At the same time, Charley is confronting (or creating) his own crisis. Seemingly happy with his boyfriend Gil (David Sutcliffe), he notices that the new infant belonging to their best friends Pam (Laura Dern) and Diane (Sarah Clarke, a.k.a. 24‘s Nina) looks like baby pictures of Gil. Since the women had long ago tried to get pregnant with Gil’s sperm, then supposedly changed their minds, Charley believes they’ve used the store of sperm they had without permission or Gil’s knowledge, in order to avoid legal or emotional ties in the future.

Meanwhile, Charley’s employee, a closeted wannabe rock drummer named Otis (Jason Ritter), has developed a crush on him, borrowing security tapes of Charley mopping the kitchen floor in order to masturbate at home. Living at home with his dad Frank (Tom Arnold), Otis believes he has to be straight. His closeting is hardly successful, however. “Why do you think he’s a drummer,” one of his bandmates jokes to another, “So he can look at our asses all night.” And so he brings the band to the house to rehearse and talk cocky stuff. One evening, they recruit a new singer, Jude (Maggie Gyllenhaal), whom Otis hears singing at Charley’s club, and she seduces Otis, promising that it will soothe his dad (“You totally owe me, dude. He does not think you’re a homo anymore”). Besides, she offers, “You should try it. You might not be who you think you are.” Indeed, this might serve as mantra for the film, as no one is quite that.

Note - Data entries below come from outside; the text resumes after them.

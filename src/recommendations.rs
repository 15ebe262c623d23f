use crate::config::Thresholds;
use crate::types::{
    BucketConcepts, BucketCoverage, CoverageStatus, ExecutionQuality, QualityStatus,
    QuotaCoverage, Recommendation, RecommendationKind, RecommendationSubject, Severity,
    SituationCoverage,
};

fn play_label(q: &QuotaCoverage) -> String {
    format!("{} {}", q.formation, q.name).trim().to_string()
}

fn recommend(
    kind: RecommendationKind,
    severity: Severity,
    message: String,
    action: String,
    subject: RecommendationSubject,
) -> Recommendation {
    Recommendation {
        kind,
        severity,
        message,
        action,
        subject,
    }
}

fn bucket_rules(buckets: &[BucketCoverage], t: &Thresholds, out: &mut Vec<Recommendation>) {
    for b in buckets {
        let deficit = -b.delta;
        let severity = if deficit > t.bucket_high_deficit as i64 {
            Severity::High
        } else if deficit > t.bucket_medium_deficit as i64 {
            Severity::Medium
        } else {
            continue;
        };
        out.push(recommend(
            RecommendationKind::BucketUnderTarget,
            severity,
            format!(
                "{} is {} reps under target ({}/{})",
                b.label, deficit, b.reps, b.target_reps
            ),
            format!("Script {} more {} reps this week", deficit, b.label),
            RecommendationSubject::Bucket {
                bucket_id: b.id.clone(),
            },
        ));
    }
}

fn concept_rules(concepts: &[BucketConcepts], t: &Thresholds, out: &mut Vec<Recommendation>) {
    for bucket in concepts {
        if bucket.total_reps == 0 {
            continue;
        }
        for family in &bucket.families {
            let share = family.reps as f64 * 100.0 / bucket.total_reps as f64;
            if share > t.concept_share_pct && family.reps > t.concept_min_reps {
                out.push(recommend(
                    RecommendationKind::ConceptConcentration,
                    Severity::Low,
                    format!(
                        "{} makes up {}% of {} reps",
                        family.family, family.percentage_of_bucket, bucket.bucket_label
                    ),
                    format!("Diversify {} with other concept families", bucket.bucket_label),
                    RecommendationSubject::Concept {
                        bucket_id: bucket.bucket_id.clone(),
                        family: family.family.clone(),
                    },
                ));
            }
        }
    }
}

fn quota_rules(quotas: &[QuotaCoverage], t: &Thresholds, out: &mut Vec<Recommendation>) {
    for q in quotas {
        let subject = || RecommendationSubject::Play {
            play_id: q.play_id.clone(),
        };
        match q.status {
            CoverageStatus::Unmet => out.push(recommend(
                RecommendationKind::QuotaUnmet,
                Severity::High,
                format!("{} has no reps scripted (target {})", play_label(q), q.target),
                format!("Add {} to the script", play_label(q)),
                subject(),
            )),
            CoverageStatus::Partial if q.delta <= t.quota_partial_delta => out.push(recommend(
                RecommendationKind::QuotaPartial,
                Severity::Medium,
                format!(
                    "{} is {} reps short ({}/{})",
                    play_label(q),
                    -q.delta,
                    q.actual,
                    q.target
                ),
                format!("Add {} more reps of {}", -q.delta, play_label(q)),
                subject(),
            )),
            _ => {}
        }
    }
}

fn situation_rules(situations: &[SituationCoverage], out: &mut Vec<Recommendation>) {
    for s in situations.iter().filter(|s| s.on_call_sheet) {
        let severity = match s.status {
            CoverageStatus::Unmet => Severity::High,
            CoverageStatus::Partial => Severity::Medium,
            CoverageStatus::Warning => Severity::Low,
            CoverageStatus::Met => continue,
        };
        let message = if s.min_required > 0 {
            format!(
                "{} is on the call sheet with {}/{} required reps",
                s.name, s.reps_scripted, s.min_required
            )
        } else {
            format!("{} is on the call sheet but has no reps scripted", s.name)
        };
        out.push(recommend(
            RecommendationKind::SituationUncovered,
            severity,
            message,
            format!("Script {} reps before game day", s.name),
            RecommendationSubject::Situation {
                situation_id: s.id.clone(),
            },
        ));
    }
}

fn quality_rules(quotas: &[QuotaCoverage], t: &Thresholds, out: &mut Vec<Recommendation>) {
    for q in quotas {
        let subject = || RecommendationSubject::Play {
            play_id: q.play_id.clone(),
        };
        if q.actual > 0 {
            match q.quality_status {
                Some(QualityStatus::Struggling) => out.push(recommend(
                    RecommendationKind::QualityStruggling,
                    Severity::High,
                    format!(
                        "{} is struggling (avg {:.1} over {} rated reps)",
                        play_label(q),
                        q.avg_rating,
                        q.rated_reps
                    ),
                    format!("Review film on {} and consider trimming it from the plan", play_label(q)),
                    subject(),
                )),
                Some(QualityStatus::NeedsWork) => out.push(recommend(
                    RecommendationKind::QualityNeedsWork,
                    Severity::Medium,
                    format!("{} needs work (avg {:.1})", play_label(q), q.avg_rating),
                    format!("Rep {} in individual and group periods", play_label(q)),
                    subject(),
                )),
                _ => {}
            }
        }
        if q.status == CoverageStatus::Met && q.rated_reps > 0 && q.avg_rating < t.low_quality_avg {
            out.push(recommend(
                RecommendationKind::QuotaMetLowQuality,
                Severity::Medium,
                format!(
                    "{} met quota but quality is low (avg {:.1})",
                    play_label(q),
                    q.avg_rating
                ),
                format!("Focus {} reps on execution, not volume", play_label(q)),
                subject(),
            ));
        }
    }
}

fn recurring_issue_rule(execution: &ExecutionQuality, t: &Thresholds, out: &mut Vec<Recommendation>) {
    let Some(top) = execution.didnt_work_tags.first() else {
        return;
    };
    let severity = if top.count >= t.recurring_issue_high {
        Severity::High
    } else if top.count >= t.recurring_issue_medium {
        Severity::Medium
    } else {
        return;
    };
    out.push(recommend(
        RecommendationKind::RecurringIssue,
        severity,
        format!("\"{}\" was flagged {} times this week", top.label, top.count),
        format!("Build a drill that addresses \"{}\"", top.label),
        RecommendationSubject::Tag {
            tag_id: top.id.clone(),
            count: top.count,
        },
    ));
}

/// Action items from every derived structure, high severity first.
pub fn generate_recommendations(
    buckets: &[BucketCoverage],
    concepts: &[BucketConcepts],
    quotas: &[QuotaCoverage],
    situations: &[SituationCoverage],
    execution: &ExecutionQuality,
    thresholds: &Thresholds,
) -> Vec<Recommendation> {
    let mut out = Vec::new();
    bucket_rules(buckets, thresholds, &mut out);
    concept_rules(concepts, thresholds, &mut out);
    quota_rules(quotas, thresholds, &mut out);
    situation_rules(situations, &mut out);
    quality_rules(quotas, thresholds, &mut out);
    recurring_issue_rule(execution, thresholds, &mut out);
    out.sort_by_key(|r| r.severity);
    out
}
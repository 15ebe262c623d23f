use crate::model::{Play, PlayRegistry, ScriptRow, Week};

/// A script row flattened out of its day and segment.
#[derive(Debug, Clone, Copy, PartialEq)]
pub struct ExtractedRow<'a> {
    pub row: &'a ScriptRow,
    pub day: &'a str,
    pub segment_id: &'a str,
    pub segment_type: Option<&'a str>,
    pub segment_phase: Option<&'a str>,
}

impl<'a> ExtractedRow<'a> {
    /// Play id, or `None` for placeholder rows.
    pub fn play_id(&self) -> Option<&'a str> {
        self.row.play_id.as_deref().filter(|id| !id.trim().is_empty())
    }

    /// Play id together with its registry record, when both exist.
    pub fn resolve(&self, plays: &'a PlayRegistry) -> Option<(&'a str, &'a Play)> {
        let id = self.play_id()?;
        plays.get(id).map(|play| (id, play))
    }
}

/// Flatten a week into day, segment, row order.
///
/// `day` matches plan keys case-insensitively; `segment_type` must equal the
/// resolved segment type. Placeholder rows are kept.
pub fn extract_rows<'a>(
    week: Option<&'a Week>,
    day: Option<&str>,
    segment_type: Option<&str>,
) -> Vec<ExtractedRow<'a>> {
    let Some(week) = week else {
        return Vec::new();
    };
    let mut out = Vec::new();
    for (day_name, plan) in &week.practice_plans {
        if let Some(wanted) = day {
            if !day_name.eq_ignore_ascii_case(wanted) {
                continue;
            }
        }
        for segment in &plan.segments {
            let kind = segment.segment_type();
            if segment_type.is_some() && kind != segment_type {
                continue;
            }
            let phase = segment.segment_phase();
            out.extend(segment.script.iter().map(|row| ExtractedRow {
                row,
                day: day_name.as_str(),
                segment_id: segment.id.as_str(),
                segment_type: kind,
                segment_phase: phase,
            }));
        }
    }
    out
}
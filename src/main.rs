// Entry point and high-level CLI flow.
//
// - Option [1] loads the week, play registry and setup JSON files.
// - Option [2] computes the coverage report, writes the CSV tables and the
//   JSON report, and prints previews.
// - After generating, the user can go back to the menu or exit.
use anyhow::{Context, Result};
use clap::Parser;
use once_cell::sync::Lazy;
use script_qc::loader::{self, Inputs};
use script_qc::output::{self, BucketRow, QuotaRow, RecommendationRow, SituationRow};
use script_qc::util::{format_int, format_number};
use script_qc::{compute_coverage_report_with, CoverageReport, Thresholds};
use std::io::{self, Write};
use std::path::PathBuf;
use std::sync::{Mutex, MutexGuard};
use tracing::{error, info};
use tracing_subscriber::EnvFilter;

#[derive(Parser, Debug)]
#[command(name = "script_qc")]
#[command(about = "Practice script coverage report")]
struct Args {
    /// Week document (practice plans, rep targets, call sheet, reviews)
    #[arg(long, default_value = "week.json")]
    week: PathBuf,

    /// Play registry keyed by play id
    #[arg(long, default_value = "plays.json")]
    plays: PathBuf,

    /// Program setup (buckets, situations, review tags)
    #[arg(long, default_value = "setup.json")]
    setup: PathBuf,

    /// Optional thresholds overrides
    #[arg(long)]
    thresholds: Option<PathBuf>,

    /// Directory the report files are written to
    #[arg(long, default_value = "coverage")]
    out_dir: PathBuf,

    /// Load, generate once and exit instead of showing the menu
    #[arg(long)]
    once: bool,
}

// Inputs are loaded once per run; the report is reused until they change.
static APP_STATE: Lazy<Mutex<AppState>> = Lazy::new(|| Mutex::new(AppState::default()));

#[derive(Default)]
struct AppState {
    inputs: Option<Inputs>,
    report: Option<CoverageReport>,
}

fn state() -> MutexGuard<'static, AppState> {
    APP_STATE.lock().unwrap_or_else(|poisoned| poisoned.into_inner())
}

fn read_choice() -> String {
    print!("Enter choice: ");
    let _ = io::stdout().flush();
    let mut buf = String::new();
    io::stdin().read_line(&mut buf).ok();
    buf.trim().to_string()
}

/// Returns `true` if the user chose `Y`, `false` if they chose `N`.
fn prompt_back_to_menu() -> bool {
    loop {
        print!("Back to Menu (Y/N): ");
        let _ = io::stdout().flush();
        let mut buf = String::new();
        io::stdin().read_line(&mut buf).ok();
        match buf.trim().to_uppercase().as_str() {
            "Y" => return true,
            "N" => return false,
            _ => println!("Invalid choice. Please enter Y or N."),
        }
    }
}

fn handle_load(args: &Args) -> Result<()> {
    let (inputs, load_report) = loader::load_inputs(&args.week, &args.plays, &args.setup)
        .context("failed to load coverage inputs")?;
    println!(
        "Loaded week... ({} script rows across {} segments on {} days)",
        format_int(load_report.script_rows),
        format_int(load_report.segments),
        format_int(load_report.days)
    );
    println!(
        "Registry: {} plays, {} buckets, {} situations.",
        format_int(load_report.plays),
        format_int(load_report.buckets),
        format_int(load_report.situations)
    );
    if inputs.week.is_none() {
        println!("Note: week document is empty; the report will be blank.");
    }
    println!();
    let mut state = state();
    state.inputs = Some(inputs);
    state.report = None;
    Ok(())
}

fn handle_generate(args: &Args, thresholds: &Thresholds) -> Result<()> {
    let report = {
        let mut state = state();
        let Some(inputs) = state.inputs.as_ref() else {
            println!("Error: No inputs loaded. Please load the files first (option 1).\n");
            return Ok(());
        };
        if state.report.is_none() {
            let computed =
                compute_coverage_report_with(inputs.week.as_ref(), &inputs.plays, &inputs.setup, thresholds);
            state.report = Some(computed);
        } else {
            info!("inputs unchanged, reusing computed report");
        }
        state.report.clone().unwrap_or_default()
    };

    let written = output::write_report(&args.out_dir, &report)
        .with_context(|| format!("failed to write report to {}", args.out_dir.display()))?;
    println!("Outputs saved to {} files in {}\n", written.len(), args.out_dir.display());

    println!("Bucket Balance\n");
    output::preview_table_rows(&output::rows_of::<_, BucketRow>(&report.buckets), 8);
    println!("Rep Quotas (most under target first)\n");
    output::preview_table_rows(&output::rows_of::<_, QuotaRow>(&report.quotas), 5);
    println!("Situational Coverage\n");
    output::preview_table_rows(&output::rows_of::<_, SituationRow>(&report.situations), 5);
    println!("Recommendations\n");
    output::preview_table_rows(&output::rows_of::<_, RecommendationRow>(&report.recommendations), 5);

    let s = &report.summary;
    println!(
        "Summary: {} reps, {} unique plays, quotas met {}%, situations covered {}%, call sheet practiced {}%, avg rating {}\n",
        format_int(s.total_reps),
        format_int(s.unique_plays),
        s.quota_met_pct,
        s.situation_coverage_pct,
        s.call_sheet_practiced_pct,
        format_number(s.overall_avg_rating, 2)
    );
    Ok(())
}

fn main() -> Result<()> {
    tracing_subscriber::fmt()
        .with_env_filter(EnvFilter::try_from_default_env().unwrap_or_else(|_| EnvFilter::new("info")))
        .init();

    let args = Args::parse();
    let thresholds = loader::load_thresholds(args.thresholds.as_deref())
        .context("failed to load thresholds")?;

    if args.once {
        handle_load(&args)?;
        return handle_generate(&args, &thresholds);
    }

    loop {
        println!("Script QC");
        println!("[1] Load the files");
        println!("[2] Generate Coverage Report\n");
        match read_choice().as_str() {
            "1" => {
                if let Err(e) = handle_load(&args) {
                    error!("{:#}", e);
                }
            }
            "2" => {
                println!();
                if let Err(e) = handle_generate(&args, &thresholds) {
                    error!("{:#}", e);
                }
                if !prompt_back_to_menu() {
                    println!("Exiting the program.");
                    break;
                }
            }
            _ => {
                println!("Invalid choice. Please enter 1 or 2.\n");
            }
        }
    }
    Ok(())
}
use serde::{Deserialize, Serialize};

/// Cutoffs used by the quality classifier and the recommendation rules.
///
/// Every field has a default, so a thresholds file only needs to name the
/// values it overrides.
#[derive(Debug, Clone, PartialEq, Serialize, Deserialize)]
#[serde(default, rename_all = "camelCase")]
pub struct Thresholds {
    /// Reps under target before a bucket is flagged at medium severity
    pub bucket_medium_deficit: u32,

    /// Reps under target before a bucket is flagged at high severity
    pub bucket_high_deficit: u32,

    /// Share of its bucket (percent) above which a concept family is too dominant
    pub concept_share_pct: f64,

    /// Reps a dominant family must exceed before it is flagged
    pub concept_min_reps: u32,

    /// A partial quota at or below this delta is flagged
    pub quota_partial_delta: i64,

    /// Ratings at or below this count as low-rated reps
    pub low_rating_max: u8,

    /// Ratings at or above this count as high-rated reps
    pub high_rating_min: u8,

    /// Minimum average rating for `game-ready`
    pub game_ready_min: f64,

    /// Minimum average rating for `solid`
    pub solid_min: f64,

    /// Minimum average rating for `needs-work`; anything lower is `struggling`
    pub needs_work_min: f64,

    /// A met quota with an average below this is flagged as low quality
    pub low_quality_avg: f64,

    /// Occurrences of the top "didn't work" tag for a medium callout
    pub recurring_issue_medium: u32,

    /// Occurrences of the top "didn't work" tag for a high callout
    pub recurring_issue_high: u32,
}

impl Default for Thresholds {
    fn default() -> Self {
        Self {
            bucket_medium_deficit: 5,
            bucket_high_deficit: 10,
            concept_share_pct: 60.0,
            concept_min_reps: 5,
            quota_partial_delta: -3,
            low_rating_max: 2,
            high_rating_min: 4,
            game_ready_min: 4.0,
            solid_min: 3.0,
            needs_work_min: 2.0,
            low_quality_avg: 3.0,
            recurring_issue_medium: 3,
            recurring_issue_high: 5,
        }
    }
}
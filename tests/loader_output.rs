use script_qc::loader::{load_inputs, load_thresholds};
use script_qc::output::write_report;
use script_qc::{compute_coverage_report, CoverageError};
use std::fs;
use std::path::Path;
use tempfile::TempDir;

fn write(dir: &Path, name: &str, body: &str) -> std::path::PathBuf {
    let path = dir.join(name);
    fs::write(&path, body).unwrap();
    path
}

fn fixture(dir: &Path) -> (std::path::PathBuf, std::path::PathBuf, std::path::PathBuf) {
    let week = write(
        dir,
        "week.json",
        r#"{
            "practicePlans": {"Monday": {"segments": [
                {"id": "s1", "typeId": "team", "script": [
                    {"id": "r1", "playId": "p1"}, {"id": "r2", "playId": "p2"}, {"id": "r3"}
                ]}
            ]}},
            "playRepTargets": {"p1": 3, "p2": 1},
            "practiceReviews": {"Monday": {"scriptReviews": {"r1": {"rating": 4}}}}
        }"#,
    );
    let plays = write(
        dir,
        "plays.json",
        r#"{
            "p1": {"name": "Stick", "formation": "Gun", "bucketId": "pass", "conceptFamily": "Stick"},
            "p2": {"name": "Counter", "formation": "Pistol", "bucketId": "run"}
        }"#,
    );
    let setup = write(
        dir,
        "setup.json",
        r#"{
            "playBuckets": [{"id": "run", "label": "Run", "families": []},
                            {"id": "pass", "label": "Pass", "families": ["Stick"]}],
            "fieldZones": [{"id": "rz", "label": "Red Zone"}],
            "downDistanceCategories": null
        }"#,
    );
    (week, plays, setup)
}

#[test]
fn test_load_inputs_counts_documents() {
    let dir = TempDir::new().unwrap();
    let (week, plays, setup) = fixture(dir.path());

    let (inputs, report) = load_inputs(&week, &plays, &setup).unwrap();
    assert!(inputs.week.is_some());
    assert_eq!(report.days, 1);
    assert_eq!(report.segments, 1);
    assert_eq!(report.script_rows, 3);
    assert_eq!(report.plays, 2);
    assert_eq!(report.buckets, 2);
    assert_eq!(report.situations, 1);
}

#[test]
fn test_null_week_loads_as_absent() {
    let dir = TempDir::new().unwrap();
    let (_, plays, setup) = fixture(dir.path());
    let week = write(dir.path(), "empty.json", "null");

    let (inputs, report) = load_inputs(&week, &plays, &setup).unwrap();
    assert!(inputs.week.is_none());
    assert_eq!(report.script_rows, 0);
    let coverage = compute_coverage_report(inputs.week.as_ref(), &inputs.plays, &inputs.setup);
    assert!(coverage.buckets.is_empty());
}

#[test]
fn test_bad_json_names_the_file() {
    let dir = TempDir::new().unwrap();
    let (_, plays, setup) = fixture(dir.path());
    let week = write(dir.path(), "broken.json", "{\"practicePlans\": ");

    let err = load_inputs(&week, &plays, &setup).unwrap_err();
    assert!(matches!(err, CoverageError::Parse { .. }));
    assert!(err.to_string().contains("broken.json"));

    let missing = dir.path().join("nope.json");
    let err = load_inputs(&missing, &plays, &setup).unwrap_err();
    assert!(matches!(err, CoverageError::Read { .. }));
}

#[test]
fn test_thresholds_file_is_optional() {
    let dir = TempDir::new().unwrap();
    assert_eq!(load_thresholds(None).unwrap().bucket_high_deficit, 10);

    let path = write(dir.path(), "thresholds.json", r#"{"recurringIssueMedium": 2}"#);
    let t = load_thresholds(Some(path.as_path())).unwrap();
    assert_eq!(t.recurring_issue_medium, 2);
    assert_eq!(t.recurring_issue_high, 5);
}

#[test]
fn test_write_report_emits_tables_and_json() {
    let dir = TempDir::new().unwrap();
    let (week, plays, setup) = fixture(dir.path());
    let (inputs, _) = load_inputs(&week, &plays, &setup).unwrap();
    let report = compute_coverage_report(inputs.week.as_ref(), &inputs.plays, &inputs.setup);

    let out = dir.path().join("out");
    let written = write_report(&out, &report).unwrap();
    assert_eq!(written.len(), 7);
    assert!(written.iter().all(|p| p.exists()));

    let buckets = fs::read_to_string(out.join("buckets.csv")).unwrap();
    let mut lines = buckets.lines();
    assert_eq!(lines.next(), Some("Bucket,Reps,Target,Delta,Share,Status"));
    assert_eq!(lines.next(), Some("Run,1,1,0,50%,met"));
    assert_eq!(lines.next(), Some("Pass,1,3,-2,50%,partial"));

    let json: serde_json::Value =
        serde_json::from_str(&fs::read_to_string(out.join("coverage_report.json")).unwrap()).unwrap();
    assert_eq!(json["summary"]["totalReps"], 2);
    assert_eq!(json["quotas"][0]["playId"], "p1");
    assert_eq!(json["quotas"][0]["qualityStatus"], "game-ready");
    assert_eq!(json["days"].as_array().unwrap().len(), 7);
}
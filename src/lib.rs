//! Practice coverage ("script QC") analytics.
//!
//! Flattens a week of scripted practice and reports how it covers the
//! program's buckets, concept families, rep quotas, call-sheet situations and
//! execution reviews, ending in a ranked list of recommendations. Every stage
//! is a pure function of the week, the play registry and the setup config.
pub mod buckets;
pub mod config;
pub mod days;
pub mod error;
pub mod loader;
pub mod model;
pub mod output;
pub mod quotas;
pub mod recommendations;
pub mod reports;
pub mod rows;
pub mod situations;
pub mod types;
pub mod util;

pub use config::Thresholds;
pub use error::{CoverageError, Result};
pub use model::{PlayRegistry, SetupConfig, Week};
pub use reports::{compute_coverage_report, compute_coverage_report_with};
pub use types::CoverageReport;
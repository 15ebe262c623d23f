use crate::config::Thresholds;
use crate::error::{CoverageError, Result};
use crate::model::{PlayRegistry, SetupConfig, Week};
use serde::de::DeserializeOwned;
use std::fs;
use std::path::Path;
use tracing::{debug, info};

/// The three documents the coverage report is computed from.
#[derive(Debug, Clone, Default, PartialEq)]
pub struct Inputs {
    pub week: Option<Week>,
    pub plays: PlayRegistry,
    pub setup: SetupConfig,
}

#[derive(Debug, Clone, PartialEq)]
pub struct LoadReport {
    pub days: usize,
    pub segments: usize,
    pub script_rows: usize,
    pub plays: usize,
    pub buckets: usize,
    pub situations: usize,
}

fn read_json<T: DeserializeOwned>(path: &Path) -> Result<T> {
    let text = fs::read_to_string(path).map_err(|source| CoverageError::Read {
        path: path.to_path_buf(),
        source,
    })?;
    serde_json::from_str(&text).map_err(|source| CoverageError::Parse {
        path: path.to_path_buf(),
        source,
    })
}

/// Load the week, play registry and setup configuration.
///
/// A week file holding `null` loads as "no week" rather than an error.
pub fn load_inputs(week_path: &Path, plays_path: &Path, setup_path: &Path) -> Result<(Inputs, LoadReport)> {
    let week: Option<Week> = read_json(week_path)?;
    let plays: Option<PlayRegistry> = read_json(plays_path)?;
    let setup: Option<SetupConfig> = read_json(setup_path)?;
    let inputs = Inputs {
        week,
        plays: plays.unwrap_or_default(),
        setup: setup.unwrap_or_default(),
    };

    let (days, segments, script_rows) = match &inputs.week {
        Some(week) => week.practice_plans.values().fold((0, 0, 0), |(d, s, r), plan| {
            let rows: usize = plan.segments.iter().map(|seg| seg.script.len()).sum();
            (d + 1, s + plan.segments.len(), r + rows)
        }),
        None => (0, 0, 0),
    };
    let setup = &inputs.setup;
    let report = LoadReport {
        days,
        segments,
        script_rows,
        plays: inputs.plays.len(),
        buckets: setup.play_buckets.len(),
        situations: setup.field_zones.len()
            + setup.down_distance_categories.len()
            + setup.special_situations.len(),
    };
    info!(
        days = report.days,
        segments = report.segments,
        script_rows = report.script_rows,
        plays = report.plays,
        "loaded coverage inputs"
    );
    Ok((inputs, report))
}

/// Thresholds from an optional JSON file; defaults when no file is given.
pub fn load_thresholds(path: Option<&Path>) -> Result<Thresholds> {
    match path {
        Some(path) => {
            debug!(path = %path.display(), "loading thresholds");
            read_json(path)
        }
        None => Ok(Thresholds::default()),
    }
}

What Jude really means to get, though, is access to dad, lonely and easy, and oh yes, wealthy. Her story runs closest to that of Ricci’s Dede. Conniving, seemingly heartless, she’s willing to seduce father and son, in the same house, to get what she thinks she wants. Jude’s idea of a happy ending contradicts the typical sense of same: she wants to win, cheating and abusing trust, and maybe, when convenient, provide small, brief pleasures for her needy men. But she also serves as the film’s other framing device, alongside the textual comments. When she first sings for Otis, she’s angry at another boy, a cheater, and performs Billy Joel’s “Honesty,” plaintively, heart-wrenchingly. At film’s end, when Mamie’s been hit by the car, Charley and Gil have faced a calamity, and Frank has found Jude out (for how could he not?), she sings again, now cast apart from the group of other characters gathered at Charley’s club. In this other, unidentified space, she sings another Joel anthem, “Just the Way You Are,” another plea for truth and a happy ending. Without context, she’s unreadable. And so her plea remains just that.